Source data:
• • • •

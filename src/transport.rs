//! Transport client for the question-answering backend.
//!
//! The [`Backend`] trait is the seam between client state and the network:
//! four operations, each a single request/response round trip with no
//! retry. [`HttpBackend`] implements it over HTTP with `reqwest`.
//!
//! # Endpoints
//!
//! | Operation | Method | Path | Request | Response |
//! |-----------|--------|------|---------|----------|
//! | list | `GET` | `/files` | - | `{"files": [..]}` |
//! | upload | `POST` | `/upload` | multipart, field `files` repeated | 2xx |
//! | query | `POST` | `/query` | `{"query": ".."}` | [`QueryResponse`] |
//! | clear | `POST` | `/clear` | - | 2xx |
//!
//! Any failure, including a non-2xx status, becomes
//! [`ClientError::BackendUnreachable`]. Error bodies are not decoded.

use anyhow::{Context, Result};
use async_trait::async_trait;
use serde::{Deserialize, Serialize};
use std::path::Path;
use std::time::Duration;

use qarag_core::models::QueryResponse;

use crate::config::BackendConfig;
use crate::error::{ClientError, ClientResult, Operation};

/// One file payload for an upload request.
#[derive(Debug, Clone)]
pub struct UploadFile {
    pub name: String,
    pub bytes: Vec<u8>,
}

impl UploadFile {
    pub fn new(name: impl Into<String>, bytes: Vec<u8>) -> Self {
        Self {
            name: name.into(),
            bytes,
        }
    }

    /// Read a file from disk, using its file name as the upload name.
    pub fn read(path: &Path) -> Result<Self> {
        let bytes = std::fs::read(path)
            .with_context(|| format!("Failed to read upload file: {}", path.display()))?;
        let name = path
            .file_name()
            .map(|n| n.to_string_lossy().into_owned())
            .unwrap_or_else(|| path.display().to_string());
        Ok(Self { name, bytes })
    }
}

/// Operations the client needs from the backend.
#[async_trait]
pub trait Backend: Send + Sync {
    /// Filenames currently indexed.
    async fn list_documents(&self) -> ClientResult<Vec<String>>;

    /// Upload one or more files in a single request.
    async fn upload_documents(&self, files: Vec<UploadFile>) -> ClientResult<()>;

    /// Ask a question against the indexed documents.
    async fn submit_query(&self, text: &str) -> ClientResult<QueryResponse>;

    /// Discard all indexed documents and server-side session state.
    async fn clear_all(&self) -> ClientResult<()>;

    /// Where the backend lives, for user-facing messages.
    fn location(&self) -> &str;
}

#[derive(Deserialize)]
struct FilesResponse {
    #[serde(default)]
    files: Vec<String>,
}

#[derive(Serialize)]
struct QueryRequest<'a> {
    query: &'a str,
}

/// [`Backend`] over HTTP.
pub struct HttpBackend {
    base_url: String,
    client: reqwest::Client,
}

impl HttpBackend {
    pub fn new(config: &BackendConfig) -> Result<Self> {
        let client = reqwest::Client::builder()
            .timeout(Duration::from_secs(config.timeout_secs))
            .build()
            .context("Failed to build HTTP client")?;
        Ok(Self {
            base_url: config.base_url.trim_end_matches('/').to_string(),
            client,
        })
    }

    fn url(&self, path: &str) -> String {
        format!("{}{}", self.base_url, path)
    }

    async fn send(
        &self,
        operation: Operation,
        request: reqwest::RequestBuilder,
    ) -> ClientResult<reqwest::Response> {
        let response = request
            .send()
            .await
            .map_err(|e| ClientError::unreachable(operation, e))?;

        let status = response.status();
        if !status.is_success() {
            return Err(ClientError::unreachable(
                operation,
                format!("HTTP {}", status),
            ));
        }
        tracing::debug!(%operation, %status, "backend request succeeded");
        Ok(response)
    }
}

#[async_trait]
impl Backend for HttpBackend {
    async fn list_documents(&self) -> ClientResult<Vec<String>> {
        let op = Operation::ListDocuments;
        let response = self.send(op, self.client.get(self.url("/files"))).await?;
        let body: FilesResponse = response
            .json()
            .await
            .map_err(|e| ClientError::unreachable(op, e))?;
        Ok(body.files)
    }

    async fn upload_documents(&self, files: Vec<UploadFile>) -> ClientResult<()> {
        let op = Operation::UploadDocuments;
        let mut form = reqwest::multipart::Form::new();
        for file in files {
            let part = reqwest::multipart::Part::bytes(file.bytes)
                .file_name(file.name)
                .mime_str("application/pdf")
                .map_err(|e| ClientError::unreachable(op, e))?;
            form = form.part("files", part);
        }
        self.send(op, self.client.post(self.url("/upload")).multipart(form))
            .await?;
        Ok(())
    }

    async fn submit_query(&self, text: &str) -> ClientResult<QueryResponse> {
        let op = Operation::SubmitQuery;
        let request = self
            .client
            .post(self.url("/query"))
            .json(&QueryRequest { query: text });
        let response = self.send(op, request).await?;
        response
            .json::<QueryResponse>()
            .await
            .map_err(|e| ClientError::unreachable(op, e))
    }

    async fn clear_all(&self) -> ClientResult<()> {
        self.send(Operation::ClearAll, self.client.post(self.url("/clear")))
            .await?;
        Ok(())
    }

    fn location(&self) -> &str {
        &self.base_url
    }
}

/// True for paths the upload picker accepts (`.pdf`, any case).
pub fn is_pdf_path(path: &Path) -> bool {
    path.extension()
        .map(|ext| ext.eq_ignore_ascii_case("pdf"))
        .unwrap_or(false)
}
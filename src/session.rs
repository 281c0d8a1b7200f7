//! Client session: the single owner of all client state.
//!
//! A [`Session`] holds the [`ClientState`] and is the only thing that
//! mutates it. Network calls and ingestion timers run as tokio tasks that
//! never touch state; each posts a [`SessionEvent`] into the session's
//! channel when it finishes, and the owner applies events one at a time with
//! [`Session::apply`].
//!
//! ```text
//!   submit_query / start_upload / clear_all / refresh_documents
//!            │ spawn
//!            ▼
//!   ┌─────────────────┐  SessionEvent  ┌──────────────┐
//!   │ backend + timer │───────────────▶│ apply(event) │──▶ Vec<Notice>
//!   │      tasks      │    (mpsc)      │  ClientState │
//!   └─────────────────┘                └──────────────┘
//! ```
//!
//! Responses that arrive after a clear are dropped: query tickets carry the
//! conversation epoch, and listing requests carry the session's clear epoch.

use std::sync::Arc;
use std::time::Duration;

use thiserror::Error;
use tokio::sync::mpsc;
use tokio::task::JoinHandle;

use qarag_core::conversation::{QueryTicket, Resolution};
use qarag_core::display::PanelState;
use qarag_core::ingestion::{CycleToken, IngestionBusy, IngestionPhase, IngestionTimings};
use qarag_core::models::{ranks_are_contiguous, QueryResponse};
use qarag_core::state::ClientState;

use crate::config::Config;
use crate::error::ClientResult;
use crate::progress::{IngestionProgressEvent, IngestionProgressReporter, NoProgress};
use crate::transport::{Backend, UploadFile};

/// Diagnostic text appended as the assistant turn when a query fails.
pub const QUERY_FAILURE_MESSAGE: &str = "Critical error in RAG pipeline. Verify backend status.";

/// Completion of a task started by the session.
#[derive(Debug)]
pub enum SessionEvent {
    DocumentsListed {
        epoch: u64,
        result: ClientResult<Vec<String>>,
    },
    QueryResolved {
        ticket: QueryTicket,
        result: ClientResult<QueryResponse>,
    },
    UploadResolved {
        cycle: CycleToken,
        result: ClientResult<()>,
    },
    StageTimer {
        cycle: CycleToken,
        phase: IngestionPhase,
    },
    HoldElapsed {
        cycle: CycleToken,
    },
    ClearResolved {
        result: ClientResult<()>,
    },
}

/// What changed after applying an event, for the presentation layer.
#[derive(Debug, Clone, PartialEq)]
pub enum Notice {
    /// This many assistant exchanges were appended to the log.
    ExchangesAppended(usize),
    /// The ingestion tracker moved to a new phase.
    PhaseChanged(IngestionPhase),
    /// The upload failed; the user must be told.
    UploadFailed(String),
    /// The document listing was replaced.
    DocumentsUpdated,
}

#[derive(Debug, Error, PartialEq)]
pub enum UploadRejected {
    #[error(transparent)]
    Busy(#[from] IngestionBusy),
    #[error("no PDF files selected")]
    NoFiles,
}

/// Knobs a session needs from configuration and the terminal.
#[derive(Debug, Clone, Copy)]
pub struct SessionOptions {
    pub timings: IngestionTimings,
    pub columns: u16,
    pub narrow_columns: u16,
}

impl SessionOptions {
    pub fn from_config(config: &Config, columns: u16) -> Self {
        Self {
            timings: config.ingestion.timings(),
            columns,
            narrow_columns: config.display.narrow_columns,
        }
    }
}

impl Default for SessionOptions {
    fn default() -> Self {
        Self {
            timings: IngestionTimings::default(),
            columns: 120,
            narrow_columns: 100,
        }
    }
}

pub struct Session {
    state: ClientState,
    backend: Arc<dyn Backend>,
    options: SessionOptions,
    reporter: Box<dyn IngestionProgressReporter>,
    events_tx: mpsc::UnboundedSender<SessionEvent>,
    events_rx: mpsc::UnboundedReceiver<SessionEvent>,
    /// Stage and hold timers of the current ingestion cycle.
    timers: Vec<JoinHandle<()>>,
    /// Backend requests dispatched but not yet applied.
    in_flight: usize,
    clear_epoch: u64,
}

impl Session {
    pub fn new(backend: Arc<dyn Backend>, options: SessionOptions) -> Self {
        let (events_tx, events_rx) = mpsc::unbounded_channel();
        Self {
            state: ClientState::new(PanelState::for_width(
                options.columns,
                options.narrow_columns,
            )),
            backend,
            options,
            reporter: Box::new(NoProgress),
            events_tx,
            events_rx,
            timers: Vec::new(),
            in_flight: 0,
            clear_epoch: 0,
        }
    }

    pub fn with_reporter(mut self, reporter: Box<dyn IngestionProgressReporter>) -> Self {
        self.reporter = reporter;
        self
    }

    pub fn state(&self) -> &ClientState {
        &self.state
    }

    pub fn backend_location(&self) -> &str {
        self.backend.location()
    }

    pub fn columns(&self) -> u16 {
        self.options.columns
    }

    pub fn set_columns(&mut self, columns: u16) {
        self.options.columns = columns;
    }

    pub fn toggle_evidence_panel(&mut self) -> bool {
        self.state.panel.toggle()
    }

    /// No backend request is pending and no ingestion cycle is active.
    pub fn is_idle(&self) -> bool {
        self.in_flight == 0 && !self.state.ingestion.is_active()
    }

    pub fn refresh_documents(&mut self) {
        let backend = Arc::clone(&self.backend);
        let epoch = self.clear_epoch;
        self.dispatch(async move {
            let result = backend.list_documents().await;
            SessionEvent::DocumentsListed { epoch, result }
        });
    }

    /// Append the user's turn and send the query. Blank input is ignored.
    pub fn submit_query(&mut self, text: &str) -> Option<QueryTicket> {
        let text = text.trim();
        if text.is_empty() {
            return None;
        }
        let ticket = self.state.conversation.append_user_exchange(text);
        tracing::debug!(seq = ticket.seq(), "query submitted");

        let backend = Arc::clone(&self.backend);
        let query = text.to_string();
        self.dispatch(async move {
            let result = backend.submit_query(&query).await;
            SessionEvent::QueryResolved { ticket, result }
        });
        Some(ticket)
    }

    /// Start an ingestion cycle: the upload request and the stage timers
    /// begin together.
    pub fn start_upload(&mut self, files: Vec<UploadFile>) -> Result<CycleToken, UploadRejected> {
        if files.is_empty() {
            return Err(UploadRejected::NoFiles);
        }
        let cycle = self.state.ingestion.begin()?;

        self.reporter.report(IngestionProgressEvent::Started {
            files: files.len(),
            bytes: files.iter().map(|f| f.bytes.len() as u64).sum(),
        });
        tracing::info!(files = files.len(), cycle = cycle.id(), "upload started");

        let backend = Arc::clone(&self.backend);
        self.dispatch(async move {
            let result = backend.upload_documents(files).await;
            SessionEvent::UploadResolved { cycle, result }
        });

        let timings = self.options.timings;
        self.spawn_timer(
            timings.parsing_after,
            SessionEvent::StageTimer {
                cycle,
                phase: IngestionPhase::Parsing,
            },
        );
        self.spawn_timer(
            timings.embedding_after,
            SessionEvent::StageTimer {
                cycle,
                phase: IngestionPhase::Embedding,
            },
        );
        Ok(cycle)
    }

    /// Wipe the backend and the local log and listing.
    ///
    /// Local state is cleared at dispatch, not on success; a failed clear is
    /// only logged.
    pub fn clear_all(&mut self) {
        self.state.clear_all();
        self.clear_epoch += 1;

        let backend = Arc::clone(&self.backend);
        self.dispatch(async move {
            let result = backend.clear_all().await;
            SessionEvent::ClearResolved { result }
        });
    }

    /// Wait for the next task completion.
    pub async fn next_event(&mut self) -> Option<SessionEvent> {
        self.events_rx.recv().await
    }

    /// Apply events until the session is idle, handing each notice to `f`.
    pub async fn settle<F>(&mut self, mut f: F)
    where
        F: FnMut(&Session, &Notice),
    {
        while !self.is_idle() {
            let Some(event) = self.next_event().await else {
                break;
            };
            for notice in self.apply(event) {
                f(self, &notice);
            }
        }
    }

    pub fn apply(&mut self, event: SessionEvent) -> Vec<Notice> {
        match event {
            SessionEvent::DocumentsListed { epoch, result } => {
                self.in_flight -= 1;
                self.on_documents_listed(epoch, result)
            }
            SessionEvent::QueryResolved { ticket, result } => {
                self.in_flight -= 1;
                self.on_query_resolved(ticket, result)
            }
            SessionEvent::UploadResolved { cycle, result } => {
                self.in_flight -= 1;
                self.on_upload_resolved(cycle, result)
            }
            SessionEvent::StageTimer { cycle, phase } => self
                .state
                .ingestion
                .advance(cycle, phase)
                .map(|p| self.phase_changed(p))
                .into_iter()
                .collect(),
            SessionEvent::HoldElapsed { cycle } => self
                .state
                .ingestion
                .finish(cycle)
                .map(|p| self.phase_changed(p))
                .into_iter()
                .collect(),
            SessionEvent::ClearResolved { result } => {
                self.in_flight -= 1;
                if let Err(e) = result {
                    tracing::warn!(error = %e, "clear request failed");
                }
                Vec::new()
            }
        }
    }

    fn on_documents_listed(&mut self, epoch: u64, result: ClientResult<Vec<String>>) -> Vec<Notice> {
        match result {
            Ok(_) if epoch != self.clear_epoch => {
                tracing::debug!("discarding document listing requested before clear");
                Vec::new()
            }
            Ok(files) => {
                self.state.documents.replace(files);
                vec![Notice::DocumentsUpdated]
            }
            Err(e) => {
                tracing::warn!(error = %e, "document listing unavailable, keeping cached list");
                Vec::new()
            }
        }
    }

    fn on_query_resolved(
        &mut self,
        ticket: QueryTicket,
        result: ClientResult<QueryResponse>,
    ) -> Vec<Notice> {
        let answered = result.is_ok();
        let resolution = match result {
            Ok(response) => {
                if !ranks_are_contiguous(&response.evidence) {
                    tracing::warn!(
                        passages = response.evidence.len(),
                        "evidence ranks are not contiguous from 1"
                    );
                }
                self.state
                    .conversation
                    .append_assistant_exchange(ticket, response)
            }
            Err(e) => {
                tracing::warn!(error = %e, "query failed");
                self.state
                    .conversation
                    .append_assistant_error(ticket, QUERY_FAILURE_MESSAGE)
            }
        };

        match resolution {
            Resolution::Appended(n) => {
                if answered {
                    self.state.panel.on_answer(self.options.columns);
                }
                vec![Notice::ExchangesAppended(n)]
            }
            Resolution::Buffered => Vec::new(),
            Resolution::Stale => {
                tracing::debug!(seq = ticket.seq(), "discarding response from before clear");
                Vec::new()
            }
            Resolution::Duplicate => {
                tracing::warn!(seq = ticket.seq(), "query resolved twice");
                Vec::new()
            }
        }
    }

    fn on_upload_resolved(&mut self, cycle: CycleToken, result: ClientResult<()>) -> Vec<Notice> {
        self.cancel_timers();
        match result {
            Ok(()) => {
                let Some(phase) = self.state.ingestion.complete(cycle) else {
                    return Vec::new();
                };
                let notice = self.phase_changed(phase);
                self.refresh_documents();
                self.spawn_timer(
                    self.options.timings.complete_hold,
                    SessionEvent::HoldElapsed { cycle },
                );
                vec![notice]
            }
            Err(e) => {
                if self.state.ingestion.fail(cycle).is_none() {
                    return Vec::new();
                }
                tracing::warn!(error = %e, "upload failed");
                self.reporter.report(IngestionProgressEvent::Failed {
                    reason: e.to_string(),
                });
                vec![
                    Notice::PhaseChanged(IngestionPhase::Idle),
                    Notice::UploadFailed(format!(
                        "System Offline: Backend must be running at {}",
                        self.backend.location()
                    )),
                ]
            }
        }
    }

    fn phase_changed(&self, phase: IngestionPhase) -> Notice {
        self.reporter
            .report(IngestionProgressEvent::Phase { phase });
        Notice::PhaseChanged(phase)
    }

    fn dispatch<F>(&mut self, task: F)
    where
        F: std::future::Future<Output = SessionEvent> + Send + 'static,
    {
        self.in_flight += 1;
        let tx = self.events_tx.clone();
        tokio::spawn(async move {
            let _ = tx.send(task.await);
        });
    }

    fn spawn_timer(&mut self, after: Duration, event: SessionEvent) {
        let tx = self.events_tx.clone();
        self.timers.push(tokio::spawn(async move {
            tokio::time::sleep(after).await;
            let _ = tx.send(event);
        }));
    }

    fn cancel_timers(&mut self) {
        for timer in self.timers.drain(..) {
            timer.abort();
        }
    }
}

impl Drop for Session {
    fn drop(&mut self) {
        self.cancel_timers();
    }
}
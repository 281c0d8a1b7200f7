//! Error types surfaced by the transport.

use thiserror::Error;

/// Which backend operation a failure belongs to.
#[derive(Debug, Clone, Copy, PartialEq, Eq)]
pub enum Operation {
    ListDocuments,
    UploadDocuments,
    SubmitQuery,
    ClearAll,
}

impl std::fmt::Display for Operation {
    fn fmt(&self, f: &mut std::fmt::Formatter<'_>) -> std::fmt::Result {
        let name = match self {
            Operation::ListDocuments => "list documents",
            Operation::UploadDocuments => "upload documents",
            Operation::SubmitQuery => "submit query",
            Operation::ClearAll => "clear",
        };
        f.write_str(name)
    }
}

/// The only failure kind the client distinguishes.
///
/// Connection errors, timeouts, non-2xx statuses and undecodable bodies all
/// land here; error bodies from the backend are not decoded.
#[derive(Debug, Clone, Error)]
pub enum ClientError {
    #[error("backend unreachable ({operation}): {reason}")]
    BackendUnreachable {
        operation: Operation,
        reason: String,
    },
}

impl ClientError {
    pub fn unreachable(operation: Operation, reason: impl ToString) -> Self {
        ClientError::BackendUnreachable {
            operation,
            reason: reason.to_string(),
        }
    }

    pub fn operation(&self) -> Operation {
        match self {
            ClientError::BackendUnreachable { operation, .. } => *operation,
        }
    }
}

pub type ClientResult<T> = std::result::Result<T, ClientError>;
//! The client's complete state in one owned value.
//!
//! Nothing here is global: the owner (a session or a test) holds a
//! [`ClientState`] and mutates it only through the methods of its parts.

use crate::conversation::ConversationLog;
use crate::display::PanelState;
use crate::documents::DocumentListing;
use crate::evidence::active_evidence;
use crate::ingestion::IngestionTracker;
use crate::models::Evidence;

#[derive(Debug)]
pub struct ClientState {
    pub conversation: ConversationLog,
    pub documents: DocumentListing,
    pub ingestion: IngestionTracker,
    pub panel: PanelState,
}

impl ClientState {
    pub fn new(panel: PanelState) -> Self {
        Self {
            conversation: ConversationLog::new(),
            documents: DocumentListing::new(),
            ingestion: IngestionTracker::new(),
            panel,
        }
    }

    pub fn active_evidence(&self) -> &[Evidence] {
        active_evidence(&self.conversation)
    }

    /// Forget every document and exchange on the client side.
    ///
    /// The ingestion tracker is left alone: an upload in flight keeps its
    /// own cycle and refreshes the listing when it completes.
    pub fn clear_all(&mut self) {
        self.conversation.clear();
        self.documents.clear();
    }
}

#[cfg(test)]
mod tests {
    use super::*;
    use crate::ingestion::IngestionPhase;
    use crate::models::QueryResponse;

    #[test]
    fn clear_all_empties_log_and_listing() {
        let mut state = ClientState::new(PanelState::for_width(120, 100));
        state.documents.replace(vec!["a.pdf".to_string()]);
        let t = state.conversation.append_user_exchange("q");
        state.conversation.append_assistant_exchange(
            t,
            QueryResponse {
                answer: "a".to_string(),
                evidence: vec![],
                verification: None,
            },
        );
        let upload = state.ingestion.begin().unwrap();

        state.clear_all();

        assert!(state.conversation.is_empty());
        assert!(state.documents.is_empty());
        assert!(state.active_evidence().is_empty());
        assert_eq!(state.ingestion.phase(), IngestionPhase::Uploading);
        assert_eq!(state.ingestion.current_cycle(), Some(upload));
    }
}
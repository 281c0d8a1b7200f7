//! End-to-end tests for the `qarag` binary.
//!
//! Commands that talk to a backend run against the in-process mock; the
//! binary itself is spawned on a blocking thread so the mock keeps serving.

mod mock_backend;

use std::fs;
use std::path::{Path, PathBuf};
use std::process::{Command, Stdio};
use tempfile::TempDir;

use mock_backend::MockBackend;

fn qarag_binary() -> PathBuf {
    let mut path = std::env::current_exe().unwrap();
    path.pop(); // remove test binary name
    path.pop(); // remove deps/
    path.push("qarag");
    path
}

fn setup_test_env(base_url: &str) -> (TempDir, PathBuf) {
    let tmp = TempDir::new().unwrap();
    let config_dir = tmp.path().join("config");
    fs::create_dir_all(&config_dir).unwrap();

    let config_content = format!(
        r#"[backend]
base_url = "{}"
timeout_secs = 5

[ingestion]
parsing_after_ms = 20
embedding_after_ms = 40
complete_hold_ms = 20
"#,
        base_url
    );
    let config_path = config_dir.join("qarag.toml");
    fs::write(&config_path, config_content).unwrap();

    (tmp, config_path)
}

fn run_qarag(config_path: &Path, args: &[&str]) -> (String, String, Option<i32>) {
    let binary = qarag_binary();
    let output = Command::new(&binary)
        .arg("--config")
        .arg(config_path)
        .args(args)
        .env_remove("QARAG_BACKEND_URL")
        .env_remove("RUST_LOG")
        .stdin(Stdio::null())
        .output()
        .unwrap_or_else(|e| panic!("Failed to run qarag binary at {:?}: {}", binary, e));

    let stdout = String::from_utf8_lossy(&output.stdout).to_string();
    let stderr = String::from_utf8_lossy(&output.stderr).to_string();
    (stdout, stderr, output.status.code())
}

async fn run_qarag_async(config_path: PathBuf, args: Vec<String>) -> (String, String, Option<i32>) {
    tokio::task::spawn_blocking(move || {
        let args: Vec<&str> = args.iter().map(String::as_str).collect();
        run_qarag(&config_path, &args)
    })
    .await
    .unwrap()
}

fn args(list: &[&str]) -> Vec<String> {
    list.iter().map(|s| s.to_string()).collect()
}

// ─── No backend needed ──────────────────────────────────────────────

#[test]
fn test_completions() {
    let (_tmp, config_path) = setup_test_env("http://127.0.0.1:9");
    let (stdout, stderr, code) = run_qarag(&config_path, &["completions", "bash"]);
    assert_eq!(code, Some(0), "stderr={}", stderr);
    assert!(stdout.contains("qarag"));
}

#[test]
fn test_invalid_config_is_rejected() {
    let (_tmp, config_path) = setup_test_env("ftp://nowhere");
    let (_, stderr, code) = run_qarag(&config_path, &["files"]);
    assert_ne!(code, Some(0));
    assert!(stderr.contains("base_url"), "stderr={}", stderr);
}

#[test]
fn test_clear_without_confirmation_is_cancelled() {
    let (_tmp, config_path) = setup_test_env("http://127.0.0.1:9");
    let (stdout, _, code) = run_qarag(&config_path, &["clear"]);
    assert_eq!(code, Some(0));
    assert!(stdout.contains("Cancelled."));
}

#[test]
fn test_upload_needs_pdf() {
    let (tmp, config_path) = setup_test_env("http://127.0.0.1:9");
    let notes = tmp.path().join("notes.txt");
    fs::write(&notes, "plain text").unwrap();

    let (_, stderr, code) = run_qarag(&config_path, &["upload", notes.to_str().unwrap()]);
    assert_ne!(code, Some(0));
    assert!(stderr.contains("Skipping"));
    assert!(stderr.contains("No PDF files to upload."));
}

#[test]
fn test_files_offline_fails() {
    let (_tmp, config_path) = setup_test_env("http://127.0.0.1:9");
    let (stdout, stderr, code) = run_qarag(&config_path, &["files"]);
    assert_ne!(code, Some(0));
    assert!(!stdout.contains("No active repositories found"));
    assert!(
        stderr.contains("Backend unreachable: could not list documents at http://127.0.0.1:9"),
        "stderr={}",
        stderr
    );
}

#[test]
fn test_ask_offline_prints_diagnostic() {
    let (_tmp, config_path) = setup_test_env("http://127.0.0.1:9");
    let (stdout, _, code) = run_qarag(&config_path, &["ask", "What is the termination clause?"]);
    assert_eq!(code, Some(1));
    assert!(stdout.contains("Critical error in RAG pipeline. Verify backend status."));
}

#[test]
fn test_upload_offline_fails() {
    let (tmp, config_path) = setup_test_env("http://127.0.0.1:9");
    let pdf = tmp.path().join("contract.pdf");
    fs::write(&pdf, b"%PDF-1.4\n%%EOF\n").unwrap();

    let (_, stderr, code) = run_qarag(
        &config_path,
        &["--progress", "off", "upload", pdf.to_str().unwrap()],
    );
    assert_ne!(code, Some(0));
    assert!(stderr.contains("System Offline: Backend must be running at http://127.0.0.1:9"));
}

// ─── Against the mock backend ───────────────────────────────────────

#[tokio::test(flavor = "multi_thread")]
async fn test_files_lists_backend_documents() {
    let mock = MockBackend::start().await;
    mock.state.files.lock().unwrap().push("contract.pdf".to_string());
    let (_tmp, config_path) = setup_test_env(&mock.url());

    let (stdout, stderr, code) = run_qarag_async(config_path, args(&["files"])).await;
    assert_eq!(code, Some(0), "stderr={}", stderr);
    assert!(stdout.contains("Doc Repositories"));
    assert!(stdout.contains("- contract.pdf"));
}

#[tokio::test(flavor = "multi_thread")]
async fn test_files_empty_backend_succeeds() {
    let mock = MockBackend::start().await;
    let (_tmp, config_path) = setup_test_env(&mock.url());

    let (stdout, stderr, code) = run_qarag_async(config_path, args(&["files"])).await;
    assert_eq!(code, Some(0), "stderr={}", stderr);
    assert!(stdout.contains("No active repositories found"));
}

#[tokio::test(flavor = "multi_thread")]
async fn test_upload_reports_json_progress() {
    let mock = MockBackend::start().await;
    let (tmp, config_path) = setup_test_env(&mock.url());
    let pdf = tmp.path().join("contract.pdf");
    fs::write(&pdf, b"%PDF-1.4\n%%EOF\n").unwrap();

    let (stdout, stderr, code) = run_qarag_async(
        config_path,
        args(&["--progress", "json", "upload", pdf.to_str().unwrap()]),
    )
    .await;
    assert_eq!(code, Some(0), "stderr={}", stderr);
    assert!(stdout.contains("Uploaded 1 file(s)."));
    assert!(stdout.contains("- contract.pdf"));

    let events: Vec<serde_json::Value> = stderr
        .lines()
        .filter_map(|l| serde_json::from_str(l).ok())
        .collect();
    assert_eq!(events.first().unwrap()["phase"], "uploading");
    assert!(events
        .iter()
        .filter(|e| e["event"] == "progress")
        .all(|e| e["fill_percent"].is_number()));
    assert!(events.iter().any(|e| e["phase"] == "complete"));
    assert_eq!(events.last().unwrap()["phase"], "idle");
}

#[tokio::test(flavor = "multi_thread")]
async fn test_ask_json() {
    let mock = MockBackend::start().await;
    let (_tmp, config_path) = setup_test_env(&mock.url());

    let (stdout, stderr, code) = run_qarag_async(
        config_path,
        args(&["ask", "What is the termination clause?", "--json"]),
    )
    .await;
    assert_eq!(code, Some(0), "stderr={}", stderr);

    let v: serde_json::Value = serde_json::from_str(&stdout).unwrap();
    assert_eq!(v["query"], "What is the termination clause?");
    assert_eq!(v["answer"], "Either party may terminate with 30 days notice.");
    assert_eq!(v["evidence"].as_array().unwrap().len(), 2);
    assert_eq!(v["evidence"][0]["page"], 9);
    assert_eq!(v["verification"], "Answer is supported by page 9.");
    assert_eq!(v["error"], false);
}

#[tokio::test(flavor = "multi_thread")]
async fn test_ask_human_shows_badges() {
    let mock = MockBackend::start().await;
    let (_tmp, config_path) = setup_test_env(&mock.url());

    let (stdout, _, code) =
        run_qarag_async(config_path, args(&["ask", "termination?"])).await;
    assert_eq!(code, Some(0));
    assert!(stdout.contains("-- Generation Process --"));
    assert!(stdout.contains("PASSAGE 1 \u{2022} P9  [Precise]"));
    assert!(stdout.contains("PASSAGE 2 \u{2022} P10  [Relevant]"));
}

#[tokio::test(flavor = "multi_thread")]
async fn test_clear_with_yes() {
    let mock = MockBackend::start().await;
    mock.state.files.lock().unwrap().push("contract.pdf".to_string());
    let (_tmp, config_path) = setup_test_env(&mock.url());

    let (stdout, _, code) = run_qarag_async(config_path, args(&["clear", "--yes"])).await;
    assert_eq!(code, Some(0));
    assert!(stdout.contains("Cleared"));
    assert_eq!(
        mock.state
            .clears
            .load(std::sync::atomic::Ordering::SeqCst),
        1
    );
}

• • • •

Tally every line in these entries where the string "that" occurs. The tally alone is the answer.

ANSWER SPACE: 4